Miguel adoro o seu site,se estilo de falar de frente,tipo sangue nos olhos,e concordo que o PT, vai ter que recriar, pois agora o povo viu e mandou um recado a globo,LULA disparado,só que esse estilo de falar do partido, foi e é muito educado para lidar com essa trairagem que vai continuar aí, o ideal seria o Lula com estilo a la Brizola sarcástico,para aproveitar ebater nesses golpistas,como eles merecem,será que o Lula vai continuar tratando o Mendes como meu amigo…é outros no judiciário,acho que o PT não pode cair no erro de dizer que tem um projeto pro Brasil,fica calado,o temer e mestre nisso e só,mas é um crocodilo humano,temos que lidar sem baixar os olhos para o congresso,acho que nossos cientistas políticos da esquerda tem muito a contribuir

João Luiz Silva Brandão Costa

16/02/2017 - 17h43

O comentário comparativo do Miguel está na direção certa. Mas omite o nó górdio. Este é o fato de que, tanto em uns quanto em outros, o “parquet”, ou seja, a promotoria, não passa da fase de instrução dos processos. Esses são conduzidos por um Juiz, que tem diversos nomes [na França Judge d’Instruction, – hoje,é procureur substitut, um juiz também, e nos EUA os D.A., District Attorneys, p. ex.). Eles condam as tropas de investigação, que são geralmente a polícia, municipais e departamentais ou federal, conforme a importância e abrangência dos crimes. Uma vez instruídos os processos, esse juiz julga se tem fundamentos para concretizar a denûncia. Caso positivo, apresenta-a ao Ministério Púlico. ACABOU AÍ O SEU PAPEL. A instância que julga, em hipótese alguma, será a que instruiu a apresentou a denûncia. É a trilogia sagrada, PARQUET – BARREAU [barra dos advogados]- JUÍZO.

José Luís Guimarães

16/02/2017 - 14h49

Concordo com tudo, mas faltou citar o inepto José Cardoso como ministro…

Benoit

16/02/2017 - 14h18

“o Procurador Geral da República organizou evento, em Brasília, com representantes de catorze ou quinze países, para falar da “corrupção” da Odebrecht.”
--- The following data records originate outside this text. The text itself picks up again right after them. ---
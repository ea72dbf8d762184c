//! Filter predicate for listing queries.

use serde::{Deserialize, Serialize};

use crate::domain::entities::Property;

/// Field constraints narrowing the candidate set of listings.
///
/// Every option is independent; an unset option imposes no constraint.
/// All set options are AND-combined, except that `search_term` matches when
/// ANY of title, description, address or city contains it (case-insensitive
/// substring) before being AND-combined with the rest. Malformed
/// combinations are never rejected: `min_price > max_price` simply matches
/// nothing.
#[derive(Debug, Clone, Default, PartialEq, Serialize, Deserialize)]
pub struct PropertyFilter {
    /// Free-text search over title, description, address and city
    pub search_term: Option<String>,

    /// Case-insensitive substring match on city
    pub city: Option<String>,

    /// Inclusive lower bound on monthly rent
    pub min_price: Option<u64>,

    /// Inclusive upper bound on monthly rent
    pub max_price: Option<u64>,

    /// Case-insensitive substring match on property type
    pub property_type: Option<String>,

    /// Inclusive lower bound on bedroom count
    pub min_bedrooms: Option<u32>,

    /// Exact match on the lawn flag
    pub has_lawn: Option<bool>,
}

impl PropertyFilter {
    /// A filter with no constraints (matches every listing)
    pub fn none() -> Self {
        Self::default()
    }

    pub fn with_search_term(mut self, term: impl Into<String>) -> Self {
        self.search_term = Some(term.into());
        self
    }

    pub fn with_city(mut self, city: impl Into<String>) -> Self {
        self.city = Some(city.into());
        self
    }

    pub fn with_min_price(mut self, price: u64) -> Self {
        self.min_price = Some(price);
        self
    }

    pub fn with_max_price(mut self, price: u64) -> Self {
        self.max_price = Some(price);
        self
    }

    pub fn with_property_type(mut self, property_type: impl Into<String>) -> Self {
        self.property_type = Some(property_type.into());
        self
    }

    pub fn with_min_bedrooms(mut self, bedrooms: u32) -> Self {
        self.min_bedrooms = Some(bedrooms);
        self
    }

    pub fn with_has_lawn(mut self, has_lawn: bool) -> Self {
        self.has_lawn = Some(has_lawn);
        self
    }

    /// Check whether any constraint is set
    pub fn is_empty(&self) -> bool {
        *self == Self::default()
    }

    /// Evaluate the predicate against a single property.
    ///
    /// This is the reference semantics for the filter; the SQL translation
    /// in the infrastructure layer must agree with it. Status is NOT part
    /// of the filter — Available-only scoping is the search contract.
    pub fn matches(&self, property: &Property) -> bool {
        if let Some(city) = &self.city {
            if !contains_ci(&property.city, city) {
                return false;
            }
        }

        if let Some(min_price) = self.min_price {
            if property.price < min_price {
                return false;
            }
        }

        if let Some(max_price) = self.max_price {
            if property.price > max_price {
                return false;
            }
        }

        if let Some(property_type) = &self.property_type {
            if !contains_ci(&property.property_type, property_type) {
                return false;
            }
        }

        if let Some(min_bedrooms) = self.min_bedrooms {
            if property.bedrooms < min_bedrooms {
                return false;
            }
        }

        if let Some(has_lawn) = self.has_lawn {
            if property.has_lawn != has_lawn {
                return false;
            }
        }

        if let Some(term) = &self.search_term {
            let hit = contains_ci(&property.title, term)
                || contains_ci(&property.description, term)
                || contains_ci(&property.address, term)
                || contains_ci(&property.city, term);
            if !hit {
                return false;
            }
        }

        true
    }
}

/// Case-insensitive substring containment
fn contains_ci(haystack: &str, needle: &str) -> bool {
    haystack.to_lowercase().contains(&needle.to_lowercase())
}

#[cfg(test)]
mod tests {
    use super::*;
    use crate::domain::entities::{AreaUnit, NewProperty, Property};
    use uuid::Uuid;

    fn property(city: &str, price: u64, bedrooms: u32, has_lawn: bool) -> Property {
        Property::from_submission(NewProperty {
            title: "Corner house".to_string(),
            description: "Newly renovated".to_string(),
            price,
            area: 10.0,
            area_unit: AreaUnit::Marla,
            bedrooms,
            floors: 1,
            kitchens: 1,
            has_lawn,
            additional_info: None,
            address: "DHA Phase 5, Street 12".to_string(),
            city: city.to_string(),
            property_type: "House".to_string(),
            images: vec!["img/1.jpg".to_string()],
            seller_id: Uuid::new_v4(),
            seller_name: "Ali".to_string(),
            seller_phone: "+923330000000".to_string(),
        })
    }

    #[test]
    fn test_empty_filter_matches_everything() {
        let filter = PropertyFilter::none();
        assert!(filter.is_empty());
        assert!(filter.matches(&property("Lahore", 50_000, 3, true)));
    }

    #[test]
    fn test_city_match_is_case_insensitive_substring() {
        let filter = PropertyFilter::none().with_city("laho");
        assert!(filter.matches(&property("Lahore", 50_000, 3, true)));
        assert!(!filter.matches(&property("Karachi", 50_000, 3, true)));
    }

    #[test]
    fn test_price_bounds_are_inclusive_and_independent() {
        let band = PropertyFilter::none().with_min_price(40_000).with_max_price(80_000);
        assert!(band.matches(&property("Lahore", 40_000, 3, true)));
        assert!(band.matches(&property("Lahore", 80_000, 3, true)));
        assert!(!band.matches(&property("Lahore", 39_999, 3, true)));
        assert!(!band.matches(&property("Lahore", 80_001, 3, true)));

        let floor_only = PropertyFilter::none().with_min_price(40_000);
        assert!(floor_only.matches(&property("Lahore", 1_000_000, 3, true)));
    }

    #[test]
    fn test_inverted_price_band_matches_nothing() {
        let filter = PropertyFilter::none().with_min_price(80_000).with_max_price(40_000);
        assert!(!filter.matches(&property("Lahore", 60_000, 3, true)));
    }

    #[test]
    fn test_search_term_matches_address_alone() {
        // Title and description do not contain the term; address does.
        let filter = PropertyFilter::none().with_search_term("DHA");
        assert!(filter.matches(&property("Lahore", 50_000, 3, true)));

        let filter = PropertyFilter::none().with_search_term("Gulberg");
        assert!(!filter.matches(&property("Lahore", 50_000, 3, true)));
    }

    #[test]
    fn test_search_term_and_other_filters_combine_with_and() {
        let filter = PropertyFilter::none()
            .with_search_term("DHA")
            .with_min_bedrooms(4);
        // Search hits but bedroom bound fails
        assert!(!filter.matches(&property("Lahore", 50_000, 3, true)));
        assert!(filter.matches(&property("Lahore", 50_000, 4, true)));
    }

    #[test]
    fn test_lawn_filter_is_exact() {
        let filter = PropertyFilter::none().with_has_lawn(false);
        assert!(filter.matches(&property("Lahore", 50_000, 3, false)));
        assert!(!filter.matches(&property("Lahore", 50_000, 3, true)));
    }
}
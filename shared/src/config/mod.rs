//! Configuration module with business-specific sub-modules
//!
//! This module organizes configuration into logical areas:
//! - `database` - Database connection and pool configuration
//! - `environment` - Environment detection
//! - `server` - HTTP server configuration

pub mod database;
pub mod environment;
pub mod server;

use serde::{Deserialize, Serialize};

// Re-export commonly used types
pub use database::DatabaseConfig;
pub use environment::Environment;
pub use server::ServerConfig;

/// Complete application configuration combining all sub-configurations
#[derive(Debug, Clone, Deserialize, Serialize)]
pub struct AppConfig {
    /// Environment configuration
    pub environment: Environment,

    /// Server configuration
    pub server: ServerConfig,

    /// Database configuration
    pub database: DatabaseConfig,
}

impl Default for AppConfig {
    fn default() -> Self {
        Self {
            environment: Environment::default(),
            server: ServerConfig::default(),
            database: DatabaseConfig::default(),
        }
    }
}

impl AppConfig {
    /// Create configuration for development environment
    pub fn development() -> Self {
        Self {
            environment: Environment::Development,
            server: ServerConfig::new("127.0.0.1", 8080),
            database: DatabaseConfig::new("mysql://localhost:3306/rentnest_dev"),
        }
    }

    /// Create configuration for production environment
    pub fn production() -> Self {
        Self {
            environment: Environment::Production,
            server: ServerConfig::new("0.0.0.0", 8080),
            database: DatabaseConfig::from_env().with_max_connections(50),
        }
    }

    /// Load configuration from environment variables
    pub fn from_env() -> Self {
        Self {
            environment: Environment::from_env(),
            server: ServerConfig::from_env(),
            database: DatabaseConfig::from_env(),
        }
    }
}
Na Alemanha a política faz tudo o que pode para defender a Volkswagen. E olha que a Alemanha tem um dos melhores sistemas jurídico do mundo.

WG

16/02/2017 - 13h53

Assino embaixo, Miguel. Sem cortar a cabeça da serpente global, não há futuro. E concordo que os governos do PT cometeram erros e devem fazer autocrítica. Mas não podemos esquecer o contexto em que eles ocorreram. Entendo que as lições a tirar desse período, e sobretudo à partir do golpe de Estado, são extraordinárias. Será imperdoável, e mesmo uma traição ao país, se o próximo governo de esquerda, a existir, cometer os mesmos erros.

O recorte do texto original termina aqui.